In the **first exercice** we consider the squared [coefficient of variation](https://en.wikipedia.org/wiki/Coefficient_of_variation) of exponential distributions. The **second exercice** is devoted to plotting histograms and further properties of the exponential distribution. The **third exercice** introduces the connection between exponential and  Poisson distributions. 

------------------


## I - Squared coefficient of variation of exponential random variables


We will use the [*Statistics* sublibrary of *Scipy*](https://docs.scipy.org/doc/scipy/reference/stats.html) to draw samples of an $Exp(\lambda)$ distribution.

**1)**
Calculate the mean $\mu$, variance $\sigma^2$ and squared [coefficient of variation](https://en.wikipedia.org/wiki/Coefficient_of_variation)  $cv^2=\sigma^2/\mu^2$ of an $Exp(\lambda)$ distribution. Draw $N=10^6$ samples of an $Exp(\lambda)$ distribution, for $\lambda=0.5$, 1 and 2. Compute the sample estimates of $\mu$, $\sigma^2$ and $cv^2$. What do you notice? 

**2)**
Generate $N$ samples of a uniform distribution on $[0,1]$. Check that this data could very unlikely represent realizations of an exponential random variable.

In [None]:
%matplotlib inline              
from pylab import *   

### **Answer to question I-1** 

In [None]:
from scipy.stats import expon

N  = 10**6
λs = (.5,1.0,2.0)
for λ in λs:
    ########################################
    # Supply scale parameter for function expon.rvs 
    # for documenation of expon.rvs , see doc at 
    # https://docs.scipy.org/doc/scipy-0.16.0/reference/generated/scipy.stats.expon.html
    scale = ...
    data  = expon.rvs(scale=scale, size=N)   # simulation of a size N sample
    ########################################
    μ      = mean(data)
    σ2     = var(data)
    ########################################
    # Supply the expression coefficient of variation herein below
    cv2   = ...
    ########################################
    print("\u03BB={0}: m={1:1.2f}, \u03C3\u00B2={2:1.2f}, cv\u00B2={3:1.2f}"
          .format(λ,μ,σ2,cv2))  #\u... for unicode caracters
    # note : unicode tables can be found at https://unicode-table.com/en/

#----------
V1 = cv2
V2 = scale

### **Answer to question I-2** 

In [None]:
N = 10**6
########################################
# generate a sample of IID uniformly distributed 
# random variables over [0,1]
data = ...  
########################################

μ      = mean(data)
σ2     = var(data)
cv2  = σ2/μ**2
print('Uniform distribution over [0,1]')
print("m={0:1.2f}, \u03C3\u00B2={1:1.2f}, cv\u00B2={2:1.2f}"
          .format(μ,σ2,cv2))

#--------
V3 = cv2

## II - Histograms and further properties of the exponential distribution

### 1 -  Simulation of an exponential distribution

> - **1)** Write a function that draws samples from an exponential distribution, with arguments $\lambda$ and the sample size.
> - **2)** Generate $N=10^6$ samples of an exponential distribution $Exp(\lambda)$ with parameter $\lambda=0.5$, and plot the corresponding histogram, together with the probability density function (**pdf**) of the distribution. Check that the histogram matches well the pdf. 

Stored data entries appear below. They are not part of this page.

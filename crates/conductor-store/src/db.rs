use rusqlite::Connection;

use crate::error::Result;

/// Initialise the metadata schema in `conn`.
///
/// Safe to call on every startup — uses `IF NOT EXISTS` throughout. The
/// index on `job_instances (job_schedule_id, created_at DESC)` backs the
/// scheduler's latest-instance and in-process guard queries, which run once
/// per enabled schedule per tick.
pub fn init_db(conn: &Connection) -> Result<()> {
    conn.execute_batch(
        "
        CREATE TABLE IF NOT EXISTS job_queues (
            id          INTEGER PRIMARY KEY AUTOINCREMENT,
            name        TEXT    NOT NULL UNIQUE,
            queue_name  TEXT    NOT NULL    -- physical queue agents poll
        ) STRICT;

        CREATE TABLE IF NOT EXISTS jobs (
            id            INTEGER PRIMARY KEY AUTOINCREMENT,
            name          TEXT    NOT NULL,
            enabled       INTEGER NOT NULL DEFAULT 1,
            job_queue_id  INTEGER REFERENCES job_queues(id),
            artifact_key  TEXT,               -- blob key of the packaged code
            queued        INTEGER NOT NULL DEFAULT 0,
            in_process    INTEGER NOT NULL DEFAULT 0,
            has_error     INTEGER NOT NULL DEFAULT 0
        ) STRICT;

        CREATE TABLE IF NOT EXISTS job_schedules (
            id                  INTEGER PRIMARY KEY AUTOINCREMENT,
            job_id              INTEGER NOT NULL REFERENCES jobs(id),
            enabled             INTEGER NOT NULL DEFAULT 1,
            monday              INTEGER NOT NULL DEFAULT 0,
            tuesday             INTEGER NOT NULL DEFAULT 0,
            wednesday           INTEGER NOT NULL DEFAULT 0,
            thursday            INTEGER NOT NULL DEFAULT 0,
            friday              INTEGER NOT NULL DEFAULT 0,
            saturday            INTEGER NOT NULL DEFAULT 0,
            sunday              INTEGER NOT NULL DEFAULT 0,
            start_time          INTEGER,        -- HHMM, e.g. 800
            stop_time           INTEGER,        -- HHMM, e.g. 1700
            run_interval_hours  INTEGER         -- NULL means every due tick
        ) STRICT;

        CREATE TABLE IF NOT EXISTS job_instances (
            id               INTEGER PRIMARY KEY AUTOINCREMENT,
            job_schedule_id  INTEGER NOT NULL REFERENCES job_schedules(id),
            in_process       INTEGER NOT NULL DEFAULT 0,
            has_error        INTEGER NOT NULL DEFAULT 0,
            created_at       TEXT    NOT NULL,
            created_by       TEXT    NOT NULL,
            updated_at       TEXT,               -- NULL until finalized
            updated_by       TEXT
        ) STRICT;

        CREATE INDEX IF NOT EXISTS idx_schedules_job
            ON job_schedules (job_id);
        CREATE INDEX IF NOT EXISTS idx_instances_schedule
            ON job_instances (job_schedule_id, created_at DESC);
        ",
    )?;
    Ok(())
}
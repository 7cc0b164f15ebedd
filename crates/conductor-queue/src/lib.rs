//! `conductor-queue` — durable queue with lease (visibility) semantics.
//!
//! # Protocol
//!
//! A received message is invisible to other consumers for the lease duration
//! passed at receive time. While work is in flight a [`lease::LeaseKeeper`]
//! renews the lease on a cadence strictly shorter than the lease itself.
//! Deleting the message is the only terminal transition; if the consumer
//! dies, renewals stop and the message becomes visible again — whole-job
//! redelivery is the sole retry mechanism (at-least-once, never exactly-once).

pub mod error;
pub mod lease;
pub mod queue;
pub mod types;

pub use error::{QueueError, Result};
pub use lease::LeaseKeeper;
pub use queue::{LeaseQueue, SqliteLeaseQueue};
pub use types::{LeaseHandle, QueueMessage};
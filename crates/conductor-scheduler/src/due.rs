use chrono::{DateTime, Datelike, Utc};

use conductor_core::time::within_window;
use conductor_store::{JobInstance, JobSchedule};

/// Day and time-window gates for `schedule` at `now`.
///
/// The day-of-week flag is authoritative; the HHMM window only restricts
/// when both bounds are set (inclusive at both ends).
pub fn in_schedule_window(schedule: &JobSchedule, now: DateTime<Utc>) -> bool {
    schedule.runs_on(now.weekday())
        && within_window(now, schedule.start_time, schedule.stop_time)
}

/// The interval guard, evaluated against the most recent instance.
///
/// - No prior instance: due.
/// - Prior instance still unfinished (`updated_at` unset): not due — it is
///   either running or waiting for the stuck sweep.
/// - Prior instance completed, no interval configured: due every tick.
/// - Otherwise: due once the configured hours have elapsed since the prior
///   instance was finalized.
pub fn interval_elapsed(
    schedule: &JobSchedule,
    latest: Option<&JobInstance>,
    now: DateTime<Utc>,
) -> bool {
    let Some(latest) = latest else {
        return true;
    };
    let Some(updated_at) = latest.updated_at else {
        return false;
    };
    let Some(hours) = schedule.run_interval_hours else {
        return true;
    };
    let elapsed_minutes = (now - updated_at).num_minutes();
    elapsed_minutes >= hours * 60
}
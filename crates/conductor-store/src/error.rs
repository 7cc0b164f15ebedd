use thiserror::Error;

/// Errors that can occur within the metadata store.
#[derive(Debug, Error)]
pub enum StoreError {
    /// Underlying SQLite / rusqlite error.
    #[error("Database error: {0}")]
    Database(#[from] rusqlite::Error),

    /// No job with the given ID exists.
    #[error("Job not found: {id}")]
    JobNotFound { id: i64 },

    /// No job instance with the given ID exists.
    #[error("Job instance not found: {id}")]
    InstanceNotFound { id: i64 },
}

pub type Result<T> = std::result::Result<T, StoreError>;
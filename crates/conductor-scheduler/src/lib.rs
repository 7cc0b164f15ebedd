//! `conductor-scheduler` — the polling loop that turns schedules into work.
//!
//! Each tick runs a stuck-instance sweep, evaluates every enabled schedule
//! against `now`, and for each due one creates a JobInstance and enqueues a
//! message referencing it. Ticks are separated by a fixed delay so they
//! never overlap, and every decision is recomputed from durable state —
//! a mid-tick crash loses nothing but time.

pub mod due;
pub mod engine;
pub mod error;

pub use engine::{SchedulerEngine, TickReport};
pub use error::{Result, SchedulerError};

### 2 - Memoryless property of the exponential distribution

> - **1)** Calculate the pdf of an $Exp(\lambda)$ random variable $X$ given that $X\geq x_0$ and check that it is given by the pdf $p_{_{X\geq x_0}}(x)=\lambda e^{-\lambda (x-x_0)}{\bf 1}_{[x_0,\infty[}(x)$. The exponential distribution is memoryless, what does that mean?
> - **2)** Check this result for the samples drawn in section **II-1** and $x_0=2$, by comparing the theoretical $p_{_{X\geq x_0}}(x)$ and the conditional histogram.

### 3 - Exponentially distributed delays between independent events

We assume that $N$ events (for instance arrivals of clients at a counter) are observed during a period of time $T$. Events are assumed to be independent with uniform distribution  over the elapsed time interval.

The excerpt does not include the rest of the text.